(Saved entries)

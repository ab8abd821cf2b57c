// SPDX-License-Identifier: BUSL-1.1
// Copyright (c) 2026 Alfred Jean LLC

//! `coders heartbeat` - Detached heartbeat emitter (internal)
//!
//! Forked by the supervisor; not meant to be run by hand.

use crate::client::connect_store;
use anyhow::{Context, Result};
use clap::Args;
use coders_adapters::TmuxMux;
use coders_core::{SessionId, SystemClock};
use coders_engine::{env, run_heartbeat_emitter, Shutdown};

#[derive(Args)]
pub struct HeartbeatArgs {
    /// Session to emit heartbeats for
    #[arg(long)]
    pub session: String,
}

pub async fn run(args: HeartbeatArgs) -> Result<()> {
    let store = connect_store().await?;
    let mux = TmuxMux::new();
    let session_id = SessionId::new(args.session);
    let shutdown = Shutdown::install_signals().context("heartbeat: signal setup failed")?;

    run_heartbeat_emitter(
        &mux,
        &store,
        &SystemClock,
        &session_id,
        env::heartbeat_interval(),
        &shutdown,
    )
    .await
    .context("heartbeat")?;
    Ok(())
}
--
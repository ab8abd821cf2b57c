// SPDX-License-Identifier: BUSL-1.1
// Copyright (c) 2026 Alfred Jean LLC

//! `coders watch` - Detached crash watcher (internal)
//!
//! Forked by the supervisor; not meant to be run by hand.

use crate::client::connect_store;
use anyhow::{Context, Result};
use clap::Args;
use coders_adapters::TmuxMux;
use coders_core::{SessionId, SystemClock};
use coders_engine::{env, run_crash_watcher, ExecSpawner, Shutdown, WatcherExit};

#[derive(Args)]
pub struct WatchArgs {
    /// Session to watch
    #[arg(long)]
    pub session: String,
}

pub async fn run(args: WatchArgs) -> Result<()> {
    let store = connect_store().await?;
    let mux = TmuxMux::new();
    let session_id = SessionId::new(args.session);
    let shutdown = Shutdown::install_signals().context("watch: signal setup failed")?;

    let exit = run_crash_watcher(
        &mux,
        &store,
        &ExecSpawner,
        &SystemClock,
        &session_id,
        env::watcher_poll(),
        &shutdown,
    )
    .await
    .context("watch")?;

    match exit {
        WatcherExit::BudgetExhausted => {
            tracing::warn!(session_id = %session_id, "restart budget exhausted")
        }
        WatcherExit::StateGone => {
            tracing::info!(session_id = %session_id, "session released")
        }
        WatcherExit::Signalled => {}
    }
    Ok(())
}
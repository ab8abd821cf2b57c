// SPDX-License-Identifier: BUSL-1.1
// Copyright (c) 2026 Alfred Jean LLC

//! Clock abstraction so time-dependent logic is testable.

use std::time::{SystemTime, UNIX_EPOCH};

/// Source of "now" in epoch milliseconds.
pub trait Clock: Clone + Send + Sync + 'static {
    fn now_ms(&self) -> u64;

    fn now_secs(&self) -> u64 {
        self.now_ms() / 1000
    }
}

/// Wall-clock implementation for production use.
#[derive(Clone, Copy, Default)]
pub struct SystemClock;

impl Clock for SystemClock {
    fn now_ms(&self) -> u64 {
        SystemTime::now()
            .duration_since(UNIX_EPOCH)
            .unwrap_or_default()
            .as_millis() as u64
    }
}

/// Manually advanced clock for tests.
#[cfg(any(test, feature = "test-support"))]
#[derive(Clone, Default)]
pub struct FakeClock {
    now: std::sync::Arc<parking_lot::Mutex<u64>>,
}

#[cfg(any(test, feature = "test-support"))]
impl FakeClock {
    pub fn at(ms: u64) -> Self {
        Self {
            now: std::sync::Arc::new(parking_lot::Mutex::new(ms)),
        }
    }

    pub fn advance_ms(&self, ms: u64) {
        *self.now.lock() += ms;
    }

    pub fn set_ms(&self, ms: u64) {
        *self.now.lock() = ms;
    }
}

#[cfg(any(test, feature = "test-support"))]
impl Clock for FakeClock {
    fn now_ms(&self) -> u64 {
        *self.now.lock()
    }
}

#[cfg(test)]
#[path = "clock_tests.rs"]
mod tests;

[Your instructions]: What lines of the preceding data include the string "FakeClock"? Pull them out.

[Written solution]:
pub struct FakeClock {
impl FakeClock {
impl Clock for FakeClock {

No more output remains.